» Exercise description
Transcribe the entries in full, keeping each word as it is.

» Given data
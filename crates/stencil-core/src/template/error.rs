//! Template compile error types

use std::fmt;

/// Reason a template body failed to compile
#[derive(Debug, Clone, PartialEq, Eq)]
pub enum SyntaxErrorKind {
    /// `${` opened but never closed
    UnterminatedFragment,

    /// String literal inside a fragment never closed
    UnterminatedString,

    /// `${}` with nothing but whitespace inside
    EmptyFragment,

    /// Token the expression parser did not expect
    UnexpectedToken {
        /// Textual form of what was found
        found: String,
        /// What the parser was looking for
        expected: String,
    },

    /// Character that cannot start any token
    InvalidCharacter(char),

    /// Number literal that does not parse
    InvalidNumber(String),

    /// Expression nested past the given limit
    NestingTooDeep(usize),
}

/// Compile failure located in the original template file
#[derive(Debug, Clone, PartialEq, Eq)]
pub struct SyntaxError {
    /// Failure classification
    pub kind: SyntaxErrorKind,
    /// 1-based line in the template file
    pub line: usize,
    /// 1-based column in the template file
    pub column: usize,
}

impl SyntaxError {
    pub(crate) fn new(kind: SyntaxErrorKind, line: usize, column: usize) -> Self {
        Self { kind, line, column }
    }
}

impl fmt::Display for SyntaxErrorKind {
    fn fmt(&self, f: &mut fmt::Formatter<'_>) -> fmt::Result {
        match self {
            SyntaxErrorKind::UnterminatedFragment => {
                write!(f, "Unterminated ${{...}} fragment")
            }
            SyntaxErrorKind::UnterminatedString => write!(f, "Unterminated string literal"),
            SyntaxErrorKind::EmptyFragment => write!(f, "Empty ${{}} fragment"),
            SyntaxErrorKind::UnexpectedToken { found, expected } => {
                write!(f, "Unexpected {}, expected {}", found, expected)
            }
            SyntaxErrorKind::InvalidCharacter(c) => write!(f, "Invalid character '{}'", c),
            SyntaxErrorKind::InvalidNumber(text) => write!(f, "Invalid number '{}'", text),
            SyntaxErrorKind::NestingTooDeep(limit) => {
                write!(f, "Expression nested deeper than {} levels", limit)
            }
        }
    }
}

impl fmt::Display for SyntaxError {
    fn fmt(&self, f: &mut fmt::Formatter<'_>) -> fmt::Result {
        write!(
            f,
            "Malformed syntax at line {}, column {}: {}",
            self.line, self.column, self.kind
        )
    }
}

impl std::error::Error for SyntaxError {}
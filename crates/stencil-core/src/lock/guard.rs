//! RAII guard for per-path locks

use std::path::{Path, PathBuf};
use tokio::sync::OwnedMutexGuard;

/// RAII guard for a per-path lock
///
/// When this guard is dropped, the lock is released. This ensures the lock is
/// released on every exit path, including early returns and `?` propagation
/// from a failed compile.
#[derive(Debug)]
pub struct PathLockGuard {
    #[allow(dead_code)]
    pub(crate) guard: OwnedMutexGuard<()>,
    pub(crate) path: PathBuf,
}

impl PathLockGuard {
    /// Path this guard holds the lock for
    pub fn path(&self) -> &Path {
        &self.path
    }
}

impl Drop for PathLockGuard {
    fn drop(&mut self) {
        // The inner OwnedMutexGuard unlocks when it drops right after this
        tracing::trace!(path = %self.path.display(), "released template lock");
    }
}
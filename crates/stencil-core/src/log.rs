//! Logging sink capability
//!
//! Templates log through `log(...)` and the engine reports loads and reloads
//! through the same configured sink. Engine internals additionally emit
//! `tracing` events independent of the sink.

use std::fmt;
use std::sync::Arc;

#[derive(Debug, Clone, Copy, PartialEq, Eq, PartialOrd, Ord)]
pub enum LogLevel {
    Debug,
    Info,
    Warn,
    Error,
}

impl fmt::Display for LogLevel {
    fn fmt(&self, f: &mut fmt::Formatter<'_>) -> fmt::Result {
        let name = match self {
            LogLevel::Debug => "debug",
            LogLevel::Info => "info",
            LogLevel::Warn => "warn",
            LogLevel::Error => "error",
        };
        f.write_str(name)
    }
}

/// Destination for engine and template log messages
pub trait LogSink: Send + Sync {
    fn log(&self, level: LogLevel, message: &str);
}

/// Discards everything
#[derive(Debug, Clone, Copy, Default)]
pub struct NoopSink;

impl LogSink for NoopSink {
    fn log(&self, _level: LogLevel, _message: &str) {}
}

/// Forwards into `tracing` under the `stencil::template` target
#[derive(Debug, Clone, Copy, Default)]
pub struct TracingSink;

impl LogSink for TracingSink {
    fn log(&self, level: LogLevel, message: &str) {
        match level {
            LogLevel::Debug => tracing::debug!(target: "stencil::template", "{}", message),
            LogLevel::Info => tracing::info!(target: "stencil::template", "{}", message),
            LogLevel::Warn => tracing::warn!(target: "stencil::template", "{}", message),
            LogLevel::Error => tracing::error!(target: "stencil::template", "{}", message),
        }
    }
}

impl<F> LogSink for F
where
    F: Fn(LogLevel, &str) + Send + Sync,
{
    fn log(&self, level: LogLevel, message: &str) {
        self(level, message)
    }
}

/// Cheaply cloneable handle to the configured sink
#[derive(Clone)]
pub struct Logger(Arc<dyn LogSink>);

impl Logger {
    pub fn new(sink: impl LogSink + 'static) -> Self {
        Self(Arc::new(sink))
    }

    pub fn noop() -> Self {
        Self::new(NoopSink)
    }

    pub fn tracing() -> Self {
        Self::new(TracingSink)
    }

    pub fn log(&self, level: LogLevel, message: &str) {
        self.0.log(level, message);
    }

    pub fn info(&self, message: &str) {
        self.log(LogLevel::Info, message);
    }

    pub fn warn(&self, message: &str) {
        self.log(LogLevel::Warn, message);
    }
}

impl Default for Logger {
    fn default() -> Self {
        Self::noop()
    }
}

impl fmt::Debug for Logger {
    fn fmt(&self, f: &mut fmt::Formatter<'_>) -> fmt::Result {
        f.write_str("Logger(..)")
    }
}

» The completed task
filename crates/stencil-core/src/template/error.rs
//! Template compile error types

use std::fmt;

/// Reason a template body failed to compile
#[derive(Debug, Clone, PartialEq, Eq)]
pub enum SyntaxErrorKind {
    /// `${` opened but never closed
    UnterminatedFragment,

    /// String literal inside a fragment never closed
    UnterminatedString,

    /// `${}` with nothing but whitespace inside
    EmptyFragment,

    /// Token the expression parser did not expect
    UnexpectedToken {
        /// Textual form of what was found
        found: String,
        /// What the parser was looking for
        expected: String,
    },

    /// Character that cannot start any token
    InvalidCharacter(char),

    /// Number literal that does not parse
    InvalidNumber(String),

    /// Expression nested past the given limit
    NestingTooDeep(usize),
}

/// Compile failure located in the original template file
#[derive(Debug, Clone, PartialEq, Eq)]
pub struct SyntaxError {
    /// Failure classification
    pub kind: SyntaxErrorKind,
    /// 1-based line in the template file
    pub line: usize,
    /// 1-based column in the template file
    pub column: usize,
}

impl SyntaxError {
    pub(crate) fn new(kind: SyntaxErrorKind, line: usize, column: usize) -> Self {
        Self { kind, line, column }
    }
}

impl fmt::Display for SyntaxErrorKind {
    fn fmt(&self, f: &mut fmt::Formatter<'_>) -> fmt::Result {
        match self {
            SyntaxErrorKind::UnterminatedFragment => {
                write!(f, "Unterminated ${{...}} fragment")
            }
            SyntaxErrorKind::UnterminatedString => write!(f, "Unterminated string literal"),
            SyntaxErrorKind::EmptyFragment => write!(f, "Empty ${{}} fragment"),
            SyntaxErrorKind::UnexpectedToken { found, expected } => {
                write!(f, "Unexpected {}, expected {}", found, expected)
            }
            SyntaxErrorKind::InvalidCharacter(c) => write!(f, "Invalid character '{}'", c),
            SyntaxErrorKind::InvalidNumber(text) => write!(f, "Invalid number '{}'", text),
            SyntaxErrorKind::NestingTooDeep(limit) => {
                write!(f, "Expression nested deeper than {} levels", limit)
            }
        }
    }
}

impl fmt::Display for SyntaxError {
    fn fmt(&self, f: &mut fmt::Formatter<'_>) -> fmt::Result {
        write!(
            f,
            "Malformed syntax at line {}, column {}: {}",
            self.line, self.column, self.kind
        )
    }
}

impl std::error::Error for SyntaxError {}
filename crates/stencil-core/src/lock/guard.rs
//! RAII guard for per-path locks

use std::path::{Path, PathBuf};
use tokio::sync::OwnedMutexGuard;

/// RAII guard for a per-path lock
///
/// When this guard is dropped, the lock is released. This ensures the lock is
/// released on every exit path, including early returns and `?` propagation
/// from a failed compile.
#[derive(Debug)]
pub struct PathLockGuard {
    #[allow(dead_code)]
    pub(crate) guard: OwnedMutexGuard<()>,
    pub(crate) path: PathBuf,
}

impl PathLockGuard {
    /// Path this guard holds the lock for
    pub fn path(&self) -> &Path {
        &self.path
    }
}

impl Drop for PathLockGuard {
    fn drop(&mut self) {
        // The inner OwnedMutexGuard unlocks when it drops right after this
        tracing::trace!(path = %self.path.display(), "released template lock");
    }
}
filename crates/stencil-core/src/log.rs
//! Logging sink capability
//!
//! Templates log through `log(...)` and the engine reports loads and reloads
//! through the same configured sink. Engine internals additionally emit
//! `tracing` events independent of the sink.

use std::fmt;
use std::sync::Arc;

#[derive(Debug, Clone, Copy, PartialEq, Eq, PartialOrd, Ord)]
pub enum LogLevel {
    Debug,
    Info,
    Warn,
    Error,
}

impl fmt::Display for LogLevel {
    fn fmt(&self, f: &mut fmt::Formatter<'_>) -> fmt::Result {
        let name = match self {
            LogLevel::Debug => "debug",
            LogLevel::Info => "info",
            LogLevel::Warn => "warn",
            LogLevel::Error => "error",
        };
        f.write_str(name)
    }
}

/// Destination for engine and template log messages
pub trait LogSink: Send + Sync {
    fn log(&self, level: LogLevel, message: &str);
}

/// Discards everything
#[derive(Debug, Clone, Copy, Default)]
pub struct NoopSink;

impl LogSink for NoopSink {
    fn log(&self, _level: LogLevel, _message: &str) {}
}

/// Forwards into `tracing` under the `stencil::template` target
#[derive(Debug, Clone, Copy, Default)]
pub struct TracingSink;

impl LogSink for TracingSink {
    fn log(&self, level: LogLevel, message: &str) {
        match level {
            LogLevel::Debug => tracing::debug!(target: "stencil::template", "{}", message),
            LogLevel::Info => tracing::info!(target: "stencil::template", "{}", message),
            LogLevel::Warn => tracing::warn!(target: "stencil::template", "{}", message),
            LogLevel::Error => tracing::error!(target: "stencil::template", "{}", message),
        }
    }
}

impl<F> LogSink for F
where
    F: Fn(LogLevel, &str) + Send + Sync,
{
    fn log(&self, level: LogLevel, message: &str) {
        self(level, message)
    }
}

/// Cheaply cloneable handle to the configured sink
#[derive(Clone)]
pub struct Logger(Arc<dyn LogSink>);

impl Logger {
    pub fn new(sink: impl LogSink + 'static) -> Self {
        Self(Arc::new(sink))
    }

    pub fn noop() -> Self {
        Self::new(NoopSink)
    }

    pub fn tracing() -> Self {
        Self::new(TracingSink)
    }

    pub fn log(&self, level: LogLevel, message: &str) {
        self.0.log(level, message);
    }

    pub fn info(&self, message: &str) {
        self.log(LogLevel::Info, message);
    }

    pub fn warn(&self, message: &str) {
        self.log(LogLevel::Warn, message);
    }
}

impl Default for Logger {
    fn default() -> Self {
        Self::noop()
    }
}

impl fmt::Debug for Logger {
    fn fmt(&self, f: &mut fmt::Formatter<'_>) -> fmt::Result {
        f.write_str("Logger(..)")
    }
}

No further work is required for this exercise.